- _How to complete this task_
Find the line with "pub fn generate_mesh(raster: &Raster, params: &MeshParams)" in the entries below, then reproduce it and every line after it down to and including the line with "let Some(bounds) = mask.bounds().filter(|b|", exactly.

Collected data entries
___
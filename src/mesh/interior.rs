use crate::{
    foundation::{core::Point, math::Rng64},
    mesh::mask::{AlphaMask, MaskBounds},
};

/// Grid oversampling that compensates for samples rejected outside the mask.
const OVERSAMPLE: f64 = 1.5;
/// Jitter amplitude as a fraction of grid spacing.
const JITTER: f64 = 0.25;

/// Vertex count that yields roughly `triangle_count` triangles (`t ≈ 2v − 5`).
pub fn target_vertex_count(triangle_count: u32) -> usize {
    (u64::from(triangle_count) + 5).div_ceil(2) as usize
}

/// Fill the solid interior with a jittered grid, topping up `boundary_count` to the target.
///
/// Sampling is driven by a seeded generator so the same inputs always produce the same points.
pub fn sample_interior(
    mask: &AlphaMask,
    bounds: MaskBounds,
    triangle_count: u32,
    boundary_count: usize,
    seed: u64,
) -> Vec<Point> {
    let needed = target_vertex_count(triangle_count).saturating_sub(boundary_count);
    let area = bounds.area() as f64;
    if needed == 0 || area <= 0.0 {
        return Vec::new();
    }

    let spacing = (area / (needed as f64 * OVERSAMPLE)).sqrt().max(1.0);
    let jitter = spacing * JITTER;
    let (x0, y0) = (f64::from(bounds.min_x), f64::from(bounds.min_y));
    let (x1, y1) = (f64::from(bounds.max_x), f64::from(bounds.max_y));

    let mut rng = Rng64::new(seed);
    let mut out = Vec::with_capacity(needed);
    let mut y = y0 + spacing / 2.0;
    while y <= y1 && out.len() < needed {
        let mut x = x0 + spacing / 2.0;
        while x <= x1 && out.len() < needed {
            let p = Point::new(
                x + rng.next_signed() * jitter,
                y + rng.next_signed() * jitter,
            );
            if mask.is_solid(p.x.round() as i64, p.y.round() as i64) {
                out.push(p);
            }
            x += spacing;
        }
        y += spacing;
    }
    out
}

#[cfg(test)]
#[path = "../../tests/unit/mesh/interior.rs"]
mod tests;
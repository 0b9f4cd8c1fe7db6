use std::collections::HashSet;

use crate::{
    assets::raster::Raster,
    foundation::{
        core::Point,
        error::{WarpError, WarpResult},
    },
    mesh::{
        boundary::{expand_boundary, extract_boundary},
        delaunay::triangulate,
        interior::sample_interior,
        mask::AlphaMask,
        model::Mesh,
    },
};

/// Parameters that fully determine a generated mesh for a given raster.
#[derive(Clone, Copy, Debug, PartialEq, serde::Serialize, serde::Deserialize)]
#[serde(default)]
pub struct MeshParams {
    /// Approximate number of triangles to aim for (practical range 50–1000).
    pub triangle_count: u32,
    /// Outward push applied to boundary points in pixels (0–50).
    pub expansion: f64,
    /// Alpha at or above which a pixel is solid.
    pub alpha_threshold: u8,
    /// Minimum spacing between accepted boundary points in pixels (2–20).
    pub min_boundary_spacing: f64,
    /// Seed for interior jitter.
    pub seed: u64,
}

impl Default for MeshParams {
    fn default() -> Self {
        Self {
            triangle_count: 200,
            expansion: 0.0,
            alpha_threshold: 128,
            min_boundary_spacing: 5.0,
            seed: 0x6d65_7368_7761_7270,
        }
    }
}

impl MeshParams {
    /// Reject values that cannot be clamped into a meaningful range.
    pub fn validate(&self) -> WarpResult<()> {
        if !self.expansion.is_finite() {
            return Err(WarpError::validation("mesh expansion must be finite"));
        }
        if !self.min_boundary_spacing.is_finite() || self.min_boundary_spacing <= 0.0 {
            return Err(WarpError::validation(
                "mesh min_boundary_spacing must be finite and > 0",
            ));
        }
        Ok(())
    }

    /// Copy clamped to the practical ranges; non-finite values fall back to defaults.
    pub fn sanitized(&self) -> Self {
        let d = Self::default();
        Self {
            triangle_count: self.triangle_count.clamp(50, 1000),
            expansion: if self.expansion.is_finite() {
                self.expansion.clamp(0.0, 50.0)
            } else {
                d.expansion
            },
            alpha_threshold: self.alpha_threshold,
            min_boundary_spacing: if self.min_boundary_spacing.is_finite() {
                self.min_boundary_spacing.clamp(2.0, 20.0)
            } else {
                d.min_boundary_spacing
            },
            seed: self.seed,
        }
    }
}

/// Run the full silhouette-to-mesh pipeline on `raster`'s alpha channel.
///
/// Never fails: empty or degenerate silhouettes and failed triangulations return
/// [`Mesh::fallback_grid`].
pub fn generate_mesh(raster: &Raster, params: &MeshParams) -> Mesh {
    let mask = AlphaMask::from_raster(raster, params.sanitized().alpha_threshold);
    generate_mesh_from_mask(&mask, params)
}

/// Same as [`generate_mesh`] for a precomputed mask.
#[tracing::instrument(skip(mask), fields(width = mask.width(), height = mask.height()))]
pub fn generate_mesh_from_mask(mask: &AlphaMask, params: &MeshParams) -> Mesh {
    let params = params.sanitized();
    let fallback = |reason: &str| {
        tracing::debug!(reason, "using full-image fallback mesh");
        Mesh::fallback_grid(mask.width(), mask.height())
    };

    let Some(bounds) = mask.bounds().filter(|b| b.area() > 0) else {
        return fallback("empty or zero-area alpha region");
    };

    let boundary = extract_boundary(mask, bounds, params.min_boundary_spacing);
    let boundary = expand_boundary(&boundary, mask, params.expansion);
    let interior = sample_interior(
        mask,
        bounds,
        params.triangle_count,
        boundary.len(),
        params.seed,
    );

    let points = dedup_points(boundary.iter().chain(interior.iter()).copied());
    if points.len() < 3 {
        return fallback("fewer than 3 mesh points");
    }

    let triangles = triangulate(&points);
    if triangles.is_empty() {
        return fallback("triangulation produced no triangles");
    }

    let mesh = Mesh::new(points, triangles);
    tracing::debug!(
        boundary = boundary.len(),
        interior = interior.len(),
        vertices = mesh.vertex_count(),
        triangles = mesh.triangle_count(),
        "generated mesh"
    );
    mesh
}

/// Drop points that coincide (to 1/1000 px) with an earlier one.
fn dedup_points(points: impl Iterator<Item = Point>) -> Vec<Point> {
    let mut seen = HashSet::new();
    points
        .filter(|p| seen.insert(((p.x * 1000.0).round() as i64, (p.y * 1000.0).round() as i64)))
        .collect()
}

#[cfg(test)]
#[path = "../../tests/unit/mesh/generate.rs"]
mod tests;
use crate::{
    foundation::core::{Point, Vec2},
    mesh::mask::{AlphaMask, MaskBounds},
};

/// How many recently accepted points a boundary candidate is checked against.
pub(crate) const SPACING_WINDOW: usize = 20;

/// Half-size of the neighborhood sampled for outward normals.
pub(crate) const NORMAL_RADIUS: i64 = 3;

const DEGENERATE_NORMAL: f64 = 0.001;

/// Solid pixels touching an empty 4-neighbor (or the raster edge), thinned in scan order.
///
/// A candidate is kept only when it is farther than `min_spacing` from each of the last
/// [`SPACING_WINDOW`] accepted points. Zero-area bounds yield no points.
pub fn extract_boundary(mask: &AlphaMask, bounds: MaskBounds, min_spacing: f64) -> Vec<Point> {
    if bounds.area() == 0 {
        return Vec::new();
    }
    let min_d2 = min_spacing * min_spacing;
    let mut out: Vec<Point> = Vec::new();

    for y in bounds.min_y..=bounds.max_y {
        for x in bounds.min_x..=bounds.max_x {
            let (xi, yi) = (i64::from(x), i64::from(y));
            if !mask.is_solid(xi, yi) || !is_edge_pixel(mask, xi, yi) {
                continue;
            }
            let p = Point::new(f64::from(x), f64::from(y));
            let window_start = out.len().saturating_sub(SPACING_WINDOW);
            let far_enough = out[window_start..]
                .iter()
                .all(|q| (p - *q).hypot2() > min_d2);
            if far_enough {
                out.push(p);
            }
        }
    }
    out
}

fn is_edge_pixel(mask: &AlphaMask, x: i64, y: i64) -> bool {
    !mask.is_solid(x - 1, y)
        || !mask.is_solid(x + 1, y)
        || !mask.is_solid(x, y - 1)
        || !mask.is_solid(x, y + 1)
}

/// Unit normal pointing away from the solid region around `p`.
///
/// Sums every offset in the `(2r+1)^2` neighborhood that lands on empty (or off-raster)
/// pixels. Falls back to straight up when the sum is too small to normalize.
pub fn outward_normal(mask: &AlphaMask, p: Point) -> Vec2 {
    let (px, py) = (p.x.round() as i64, p.y.round() as i64);
    let mut sum = Vec2::ZERO;
    for dy in -NORMAL_RADIUS..=NORMAL_RADIUS {
        for dx in -NORMAL_RADIUS..=NORMAL_RADIUS {
            if !mask.is_solid(px + dx, py + dy) {
                sum += Vec2::new(dx as f64, dy as f64);
            }
        }
    }
    let len = sum.hypot();
    if len < DEGENERATE_NORMAL {
        return Vec2::new(0.0, -1.0);
    }
    sum / len
}

/// Push each boundary point `expansion` pixels along its outward normal, clamped to the raster.
pub fn expand_boundary(points: &[Point], mask: &AlphaMask, expansion: f64) -> Vec<Point> {
    if expansion <= 0.0 {
        return points.to_vec();
    }
    let max_x = f64::from(mask.width().saturating_sub(1));
    let max_y = f64::from(mask.height().saturating_sub(1));
    points
        .iter()
        .map(|&p| {
            let moved = p + outward_normal(mask, p) * expansion;
            Point::new(moved.x.clamp(0.0, max_x), moved.y.clamp(0.0, max_y))
        })
        .collect()
}

#[cfg(test)]
#[path = "../../tests/unit/mesh/boundary.rs"]
mod tests;
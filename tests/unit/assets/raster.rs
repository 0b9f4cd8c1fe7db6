use super::*;

#[test]
fn new_rejects_mismatched_length() {
    assert!(Raster::new(2, 2, vec![0; 15]).is_err());
    assert!(Raster::new(2, 2, vec![0; 16]).is_ok());
}

#[test]
fn zero_dimensions_are_invalid() {
    assert!(Raster::transparent(0, 4).is_err());
    assert!(Raster::new(4, 0, vec![]).is_err());
}

#[test]
fn put_and_read_pixels() {
    let mut r = Raster::transparent(3, 2).unwrap();
    r.put_pixel(2, 1, Rgba8::new(10, 20, 30, 40));
    assert_eq!(r.pixel(2, 1), Rgba8::new(10, 20, 30, 40));
    assert_eq!(r.alpha(2, 1), 40);
    assert_eq!(r.alpha(0, 0), 0);
    assert_eq!(r.alpha_values().filter(|&a| a > 0).count(), 1);
}

#[test]
fn image_bridge_preserves_bytes() {
    let r = Raster::from_fn(4, 3, |x, y| Rgba8::new(x as u8, y as u8, 7, 255)).unwrap();
    let img = r.to_image().unwrap();
    assert_eq!(img.dimensions(), (4, 3));
    let back = Raster::from_image(img).unwrap();
    assert_eq!(back, r);
}
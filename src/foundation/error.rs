/// Convenience result type used across meshwarp.
pub type WarpResult<T> = Result<T, WarpError>;

/// Error taxonomy for the input boundaries of the crate.
///
/// The mesh/deform/warp pipeline itself never fails once it holds a valid
/// [`Raster`](crate::Raster); degenerate geometry degrades to fallbacks instead.
#[derive(thiserror::Error, Debug)]
pub enum WarpError {
    /// Invalid user-provided raster, parameters or rig data.
    #[error("validation error: {0}")]
    Validation(String),

    /// Errors when serializing or deserializing configuration.
    #[error("serialization error: {0}")]
    Serde(String),

    /// Wrapped lower-level error from dependencies or IO.
    #[error(transparent)]
    Other(#[from] anyhow::Error),
}

impl WarpError {
    /// Build a [`WarpError::Validation`] value.
    pub fn validation(msg: impl Into<String>) -> Self {
        Self::Validation(msg.into())
    }

    /// Build a [`WarpError::Serde`] value.
    pub fn serde(msg: impl Into<String>) -> Self {
        Self::Serde(msg.into())
    }
}

#[cfg(test)]
#[path = "../../tests/unit/foundation/error.rs"]
mod tests;
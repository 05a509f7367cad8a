//! Key-value persistence for countdown progress
//!
//! The timer core knows nothing about storage. The driver task saves
//! `remaining` here on every transition and reads it back on restore.

pub mod file_store;
pub mod memory_store;

use tracing::warn;

use crate::error::StoreError;

// Re-export main types
pub use file_store::FileStore;
pub use memory_store::MemoryStore;

/// Key under which the remaining seconds are stored
pub const REMAINING_KEY: &str = "countdown.remaining";

/// A string key-value store
pub trait KeyValueStore: Send {
    fn get(&self, key: &str) -> Option<String>;
    fn set(&mut self, key: &str, value: &str) -> Result<(), StoreError>;
}

/// Save the remaining seconds as a decimal string
pub fn save_remaining(store: &mut dyn KeyValueStore, remaining: u64) -> Result<(), StoreError> {
    store.set(REMAINING_KEY, &remaining.to_string())
}

/// Load the remaining seconds, treating unparseable values as absent
pub fn load_remaining(store: &dyn KeyValueStore) -> Option<u64> {
    let raw = store.get(REMAINING_KEY)?;
    match raw.trim().parse::<u64>() {
        Ok(remaining) => Some(remaining),
        Err(e) => {
            warn!("Ignoring stored remaining value {:?}: {}", raw, e);
            None
        }
    }
}
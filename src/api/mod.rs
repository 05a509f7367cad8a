//! HTTP API module
//!
//! This module contains all HTTP endpoint handlers and response structures.

pub mod handlers;
pub mod responses;

use std::sync::Arc;
use axum::{
    routing::{get, post},
    Router,
};
use tower_http::{cors::CorsLayer, trace::TraceLayer};

use crate::state::AppState;
use handlers::*;

/// Create the HTTP router with all endpoints
pub fn create_router(state: Arc<AppState>) -> Router {
    Router::new()
        .route("/start", post(start_handler))
        .route("/pause", post(pause_handler))
        .route("/resume", post(resume_handler))
        .route("/stop", post(stop_handler))
        .route("/status", get(status_handler))
        .route("/health", get(health_handler))
        .layer(CorsLayer::permissive())
        .layer(TraceLayer::new_for_http())
        .with_state(state)
}
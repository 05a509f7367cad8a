//! Process-level helpers used by the binary

pub mod signals;

pub use signals::shutdown_signal;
___
- _Answer to the problem_
pub fn generate_mesh(raster: &Raster, params: &MeshParams) -> Mesh {
    let mask = AlphaMask::from_raster(raster, params.sanitized().alpha_threshold);
    generate_mesh_from_mask(&mask, params)
}

/// Same as [`generate_mesh`] for a precomputed mask.
#[tracing::instrument(skip(mask), fields(width = mask.width(), height = mask.height()))]
pub fn generate_mesh_from_mask(mask: &AlphaMask, params: &MeshParams) -> Mesh {
    let params = params.sanitized();
    let fallback = |reason: &str| {
        tracing::debug!(reason, "using full-image fallback mesh");
        Mesh::fallback_grid(mask.width(), mask.height())
    };

    let Some(bounds) = mask.bounds().filter(|b| b.area() > 0) else {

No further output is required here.